WHAT THE TASK ASKS: Report the count of lines holding "deleted" in the records, with no other words.

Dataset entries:
**********
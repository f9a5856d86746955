mod config;
mod render;
mod view;

use std::path::PathBuf;
use std::sync::Arc;

use anyhow::Context;
use clap::{Parser, Subcommand, ValueEnum};
use voicebench_core::{Agent, EntityId, Persona, TestSuite};
use voicebench_engine::{DashboardContext, SessionProvider, StaticSessionProvider};
use voicebench_logging::vb_info;

use config::{parse_level, DashboardConfig, DEFAULT_CONFIG_PATH};
use view::Request;

/// Terminal dashboard for voice-agent test suites, agents and personas.
#[derive(Debug, Parser)]
#[command(name = "voicebench", version)]
struct Cli {
    /// RON configuration file.
    #[arg(long, default_value = DEFAULT_CONFIG_PATH)]
    config: PathBuf,
    /// Access token; takes precedence over the config file.
    #[arg(long, env = "VOICEBENCH_TOKEN", hide_env_values = true)]
    token: Option<String>,
    /// Log level override (error, warn, info, debug, trace).
    #[arg(long)]
    log_level: Option<String>,
    /// End the session when the command finishes.
    #[arg(long)]
    sign_out: bool,
    #[command(subcommand)]
    command: Command,
}

#[derive(Debug, Subcommand)]
enum Command {
    /// Show a list and follow its background jobs until interrupted.
    Watch { kind: KindArg },
    /// Flip a row's active flag.
    Toggle { kind: KindArg, id: String },
    Delete { kind: KindArg, id: String },
    /// Regenerate a test suite, verify an agent or preview a persona's voice.
    Trigger { kind: KindArg, id: String },
}

#[derive(Debug, Clone, Copy, PartialEq, Eq, ValueEnum)]
enum KindArg {
    TestSuites,
    Agents,
    Personas,
}

impl Command {
    fn split(self) -> (KindArg, Request) {
        match self {
            Command::Watch { kind } => (kind, Request::Watch),
            Command::Toggle { kind, id } => (kind, Request::Toggle(EntityId::new(id))),
            Command::Delete { kind, id } => (kind, Request::Delete(EntityId::new(id))),
            Command::Trigger { kind, id } => (kind, Request::Trigger(EntityId::new(id))),
        }
    }
}

#[tokio::main]
async fn main() -> anyhow::Result<()> {
    let cli = Cli::parse();
    let loaded = DashboardConfig::load(&cli.config)
        .with_context(|| format!("loading {}", cli.config.display()))?;
    let from_file = loaded.is_some();
    let config = loaded.unwrap_or_default();
    let level = match &cli.log_level {
        Some(level) => parse_level(level)?,
        None => config.log_level()?,
    };
    voicebench_logging::initialize(config.log.destination.into(), level, &config.log_path());
    if !from_file {
        vb_info!("No config at {:?}, using defaults", cli.config);
    }

    let settings = config.api_settings()?;
    let provider: Arc<dyn SessionProvider> =
        match cli.token.clone().or_else(|| config.access_token.clone()) {
            Some(token) => Arc::new(StaticSessionProvider::from_token(token)),
            None => Arc::new(StaticSessionProvider::new(None)),
        };
    let context = DashboardContext::init(provider, settings)
        .await
        .context("sign in first (set VOICEBENCH_TOKEN or access_token)")?;
    vb_info!("Dashboard started for org {}", context.organization_id());

    let (kind, request) = cli.command.split();
    let outcome = match kind {
        KindArg::TestSuites => view::run::<TestSuite>(&context, &config, request).await,
        KindArg::Agents => view::run::<Agent>(&context, &config, request).await,
        KindArg::Personas => view::run::<Persona>(&context, &config, request).await,
    };

    context.teardown(cli.sign_out).await?;
    outcome
}
use crate::{EntityId, EntityKind, JobStatus, Outcome};

pub const GENERIC_FAILURE: &str = "Something went wrong. Please try again.";

#[derive(Debug, Clone, Copy, PartialEq, Eq)]
pub enum Variant {
    Success,
    Error,
    Info,
}

/// One-shot, user-facing message.
#[derive(Debug, Clone, PartialEq, Eq)]
pub struct Notification {
    pub entity_id: Option<EntityId>,
    pub variant: Variant,
    pub title: String,
    pub message: String,
}

/// Announces a status transition.
///
/// Depends on both ends of the transition: a terminal status that was
/// already current produces nothing, so repeated poll results for the same
/// terminal state are announced once.
pub fn notify_transition<S: JobStatus>(
    kind: EntityKind,
    id: &EntityId,
    label: &str,
    previous: S,
    current: S,
    error: Option<&str>,
) -> Option<Notification> {
    if previous == current {
        return None;
    }
    let (variant, title, message) = match current.outcome()? {
        Outcome::Success => (
            Variant::Success,
            kind.success_title(),
            success_message(kind, label),
        ),
        Outcome::Failure => {
            if previous.outcome() == Some(Outcome::Failure) {
                return None;
            }
            let reason = error
                .map(str::trim)
                .filter(|reason| !reason.is_empty())
                .unwrap_or(GENERIC_FAILURE);
            (
                Variant::Error,
                kind.failure_title(),
                format!("{} \"{}\": {}", kind.noun(), label, reason),
            )
        }
    };
    Some(Notification {
        entity_id: Some(id.clone()),
        variant,
        title: title.to_string(),
        message,
    })
}

fn success_message(kind: EntityKind, label: &str) -> String {
    match kind {
        EntityKind::TestSuite => format!("Scenarios for \"{label}\" are ready."),
        EntityKind::Agent => format!("\"{label}\" is connected and verified."),
        EntityKind::Persona => format!("Preview audio for \"{label}\" is ready."),
    }
}

/// A create, update, toggle or delete call was rejected.
pub fn mutation_failed(
    kind: EntityKind,
    id: Option<&EntityId>,
    action: &str,
    reason: &str,
) -> Notification {
    let reason = if reason.trim().is_empty() {
        GENERIC_FAILURE
    } else {
        reason
    };
    Notification {
        entity_id: id.cloned(),
        variant: Variant::Error,
        title: format!("Failed to {action} {}", kind.noun().to_lowercase()),
        message: reason.to_string(),
    }
}

pub fn load_failed(kind: EntityKind, reason: &str) -> Notification {
    Notification {
        entity_id: None,
        variant: Variant::Error,
        title: format!("Failed to load {}s", kind.noun().to_lowercase()),
        message: reason.to_string(),
    }
}

pub fn deleted(kind: EntityKind, id: &EntityId, label: &str) -> Notification {
    Notification {
        entity_id: Some(id.clone()),
        variant: Variant::Info,
        title: format!("{} deleted", kind.noun()),
        message: format!("\"{label}\" was removed."),
    }
}
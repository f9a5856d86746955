//! Async driver for one list view.
//!
//! The runtime owns the view's [`ListState`], feeds it messages and carries
//! out the effects it returns. Network calls for mutations run as separate
//! tasks and report back through a channel. Status fetches for one tick run
//! concurrently but the tick is awaited as a whole, so results for an ID
//! are always applied in tick order.
use std::collections::VecDeque;
use std::future::Future;
use std::sync::Arc;

use futures_util::future::join_all;
use tokio::sync::{mpsc, watch};
use tokio::task::{JoinError, JoinHandle};
use tokio::time::{self, Instant, Interval, MissedTickBehavior};
use tokio_util::sync::CancellationToken;
use voicebench_core::{
    update, Effect, EntityId, ListState, ListViewModel, Msg, PollPolicy, TrackedEntity,
};
use voicebench_logging::{poll_tick, set_poll_tick, vb_debug, vb_info};

use crate::{Clock, NotificationSurface, ResourceApi, TokioClock};

const COMMAND_BUFFER: usize = 32;

/// User actions on a mounted view.
#[derive(Debug, Clone, PartialEq)]
pub enum ViewCommand<E: TrackedEntity> {
    Toggle(EntityId),
    Edit { id: EntityId, patch: E::Patch },
    Create(E::Draft),
    Delete(EntityId),
    Trigger(EntityId),
}

impl<E: TrackedEntity> ViewCommand<E> {
    fn into_msg(self) -> Msg<E> {
        match self {
            ViewCommand::Toggle(id) => Msg::ToggleActive { id },
            ViewCommand::Edit { id, patch } => Msg::EditSubmitted { id, patch },
            ViewCommand::Create(draft) => Msg::CreateSubmitted { draft },
            ViewCommand::Delete(id) => Msg::DeleteClicked { id },
            ViewCommand::Trigger(id) => Msg::ActionTriggered { id },
        }
    }
}

pub struct ListViewRuntime<E: TrackedEntity, A> {
    api: Arc<A>,
    surface: Arc<dyn NotificationSurface>,
    clock: Arc<dyn Clock>,
    state: ListState<E>,
}

impl<E, A> ListViewRuntime<E, A>
where
    E: TrackedEntity,
    A: ResourceApi<E> + 'static,
{
    pub fn new(api: Arc<A>, surface: Arc<dyn NotificationSurface>) -> Self {
        Self {
            api,
            surface,
            clock: Arc::new(TokioClock::new()),
            state: ListState::new(),
        }
    }

    pub fn with_policy(mut self, policy: PollPolicy) -> Self {
        self.state = ListState::with_policy(policy);
        self
    }

    pub fn with_clock(mut self, clock: Arc<dyn Clock>) -> Self {
        self.clock = clock;
        self
    }

    /// Mounts the view on a background task.
    pub fn spawn(self) -> ViewHandle<E> {
        let (command_tx, command_rx) = mpsc::channel(COMMAND_BUFFER);
        let (view_tx, view_rx) = watch::channel(self.state.view());
        let cancel = CancellationToken::new();
        let task = tokio::spawn(self.run(command_rx, view_tx, cancel.clone()));
        ViewHandle {
            commands: command_tx,
            views: view_rx,
            cancel,
            task,
        }
    }

    /// Runs the view until `cancel` fires, then unmounts it and returns the
    /// final state.
    pub async fn run(
        self,
        mut commands: mpsc::Receiver<ViewCommand<E>>,
        views: watch::Sender<ListViewModel>,
        cancel: CancellationToken,
    ) -> ListState<E> {
        let (msg_tx, mut msg_rx) = mpsc::unbounded_channel();
        let mut pump = Pump {
            api: self.api,
            surface: self.surface,
            clock: self.clock,
            state: self.state,
            ticker: None,
            ticks: 0,
            msg_tx,
            cancel: cancel.clone(),
        };
        vb_info!("{} view mounted", E::KIND);
        pump.dispatch(Msg::Mounted).await;
        pump.publish(&views);

        let mut commands_open = true;
        loop {
            tokio::select! {
                biased;
                _ = cancel.cancelled() => break,
                Some(msg) = msg_rx.recv() => pump.dispatch(msg).await,
                command = commands.recv(), if commands_open => match command {
                    Some(command) => pump.dispatch(command.into_msg()).await,
                    None => commands_open = false,
                },
                _ = next_tick(&mut pump.ticker) => pump.on_tick().await,
            }
            pump.publish(&views);
        }

        pump.dispatch(Msg::Unmounted).await;
        pump.ticker = None;
        pump.publish(&views);
        vb_info!("{} view unmounted after {} ticks", E::KIND, pump.ticks);
        pump.state
    }
}

async fn next_tick(ticker: &mut Option<Interval>) {
    match ticker {
        Some(ticker) => {
            ticker.tick().await;
        }
        None => std::future::pending().await,
    }
}

struct Pump<E: TrackedEntity, A> {
    api: Arc<A>,
    surface: Arc<dyn NotificationSurface>,
    clock: Arc<dyn Clock>,
    state: ListState<E>,
    ticker: Option<Interval>,
    ticks: u64,
    msg_tx: mpsc::UnboundedSender<Msg<E>>,
    cancel: CancellationToken,
}

impl<E, A> Pump<E, A>
where
    E: TrackedEntity,
    A: ResourceApi<E> + 'static,
{
    async fn on_tick(&mut self) {
        self.ticks += 1;
        set_poll_tick(self.ticks);
        let now = self.clock.now();
        vb_debug!("{} poll tick={} now={:?}", E::KIND, poll_tick(), now);
        self.dispatch(Msg::Tick { now }).await;
    }

    async fn dispatch(&mut self, msg: Msg<E>) {
        let mut queue = VecDeque::from([msg]);
        while let Some(msg) = queue.pop_front() {
            let state = std::mem::take(&mut self.state);
            let (state, effects) = update(state, msg);
            self.state = state;
            for effect in effects {
                queue.extend(self.run_effect(effect).await);
            }
        }
    }

    fn publish(&mut self, views: &watch::Sender<ListViewModel>) {
        let view = self.state.view();
        if self.state.consume_dirty() {
            views.send_replace(view);
        }
    }

    /// Executes one effect; returns messages that must be applied right away.
    async fn run_effect(&mut self, effect: Effect<E>) -> Vec<Msg<E>> {
        match effect {
            Effect::FetchList => {
                let api = self.api.clone();
                let clock = self.clock.clone();
                self.spawn_call(async move {
                    let result = api.list().await.map_err(|err| err.to_string());
                    Msg::Loaded {
                        result,
                        now: clock.now(),
                    }
                });
            }
            Effect::FetchStatus { ids } => {
                let api = &self.api;
                let fetches = ids.into_iter().map(|id| async move {
                    let result = api.status(&id).await.map_err(|err| err.to_string());
                    Msg::StatusFetched { id, result }
                });
                return tokio::select! {
                    _ = self.cancel.cancelled() => Vec::new(),
                    fetched = join_all(fetches) => fetched,
                };
            }
            Effect::Create { draft } => {
                let api = self.api.clone();
                let clock = self.clock.clone();
                self.spawn_call(async move {
                    let result = api.create(&draft).await.map_err(|err| err.to_string());
                    Msg::Created {
                        result,
                        now: clock.now(),
                    }
                });
            }
            Effect::Update { id, patch } => {
                let api = self.api.clone();
                let clock = self.clock.clone();
                self.spawn_call(async move {
                    let result = api.update(&id, &patch).await.map_err(|err| err.to_string());
                    Msg::MutationFinished {
                        id,
                        result,
                        now: clock.now(),
                    }
                });
            }
            Effect::Delete { id } => {
                let api = self.api.clone();
                self.spawn_call(async move {
                    let result = api.delete(&id).await.map_err(|err| err.to_string());
                    Msg::DeleteFinished { id, result }
                });
            }
            Effect::Trigger { id } => {
                let api = self.api.clone();
                let clock = self.clock.clone();
                self.spawn_call(async move {
                    let result = api.trigger(&id).await.map_err(|err| err.to_string());
                    Msg::TriggerFinished {
                        id,
                        result,
                        now: clock.now(),
                    }
                });
            }
            Effect::Notify(notification) => self.surface.notify(&notification),
            Effect::StartPolling { interval } => {
                vb_debug!("{} polling every {:?}", E::KIND, interval);
                let mut ticker = time::interval_at(Instant::now() + interval, interval);
                ticker.set_missed_tick_behavior(MissedTickBehavior::Delay);
                self.ticker = Some(ticker);
            }
            Effect::StopPolling => {
                vb_debug!("{} polling stopped", E::KIND);
                self.ticker = None;
            }
        }
        Vec::new()
    }

    /// Runs a network call off the loop; the result comes back as a message
    /// unless the view is unmounted first.
    fn spawn_call<F>(&self, call: F)
    where
        F: Future<Output = Msg<E>> + Send + 'static,
    {
        let tx = self.msg_tx.clone();
        let cancel = self.cancel.clone();
        tokio::spawn(async move {
            tokio::select! {
                _ = cancel.cancelled() => {}
                msg = call => {
                    let _ = tx.send(msg);
                }
            }
        });
    }
}

/// Handle to a view mounted with [`ListViewRuntime::spawn`].
pub struct ViewHandle<E: TrackedEntity> {
    commands: mpsc::Sender<ViewCommand<E>>,
    views: watch::Receiver<ListViewModel>,
    cancel: CancellationToken,
    task: JoinHandle<ListState<E>>,
}

impl<E: TrackedEntity> ViewHandle<E> {
    /// Returns `false` once the view has stopped.
    pub async fn send(&self, command: ViewCommand<E>) -> bool {
        self.commands.send(command).await.is_ok()
    }

    pub fn views(&self) -> watch::Receiver<ListViewModel> {
        self.views.clone()
    }

    pub fn cancellation(&self) -> CancellationToken {
        self.cancel.clone()
    }

    /// Stops polling, drops late results and returns the final state.
    pub async fn unmount(self) -> Result<ListState<E>, JoinError> {
        self.cancel.cancel();
        self.task.await
    }
}
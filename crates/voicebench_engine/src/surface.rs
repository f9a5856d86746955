use tokio::sync::mpsc;
use voicebench_core::{Notification, Variant};
use voicebench_logging::{vb_info, vb_warn};

/// Transient place where notifications are shown.
///
/// Delivery is fire-and-forget: a surface that cannot show a notification
/// drops it.
pub trait NotificationSurface: Send + Sync {
    fn notify(&self, notification: &Notification);
}

/// Writes notifications to the log.
#[derive(Debug, Default, Clone, Copy)]
pub struct LogSurface;

impl NotificationSurface for LogSurface {
    fn notify(&self, notification: &Notification) {
        match notification.variant {
            Variant::Error => vb_warn!("{}: {}", notification.title, notification.message),
            Variant::Success | Variant::Info => {
                vb_info!("{}: {}", notification.title, notification.message)
            }
        }
    }
}

/// Forwards notifications to whoever renders them.
pub struct ChannelSurface {
    tx: mpsc::UnboundedSender<Notification>,
}

impl ChannelSurface {
    pub fn new(tx: mpsc::UnboundedSender<Notification>) -> Self {
        Self { tx }
    }
}

impl NotificationSurface for ChannelSurface {
    fn notify(&self, notification: &Notification) {
        let _ = self.tx.send(notification.clone());
    }
}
**********
RESPONSE: 2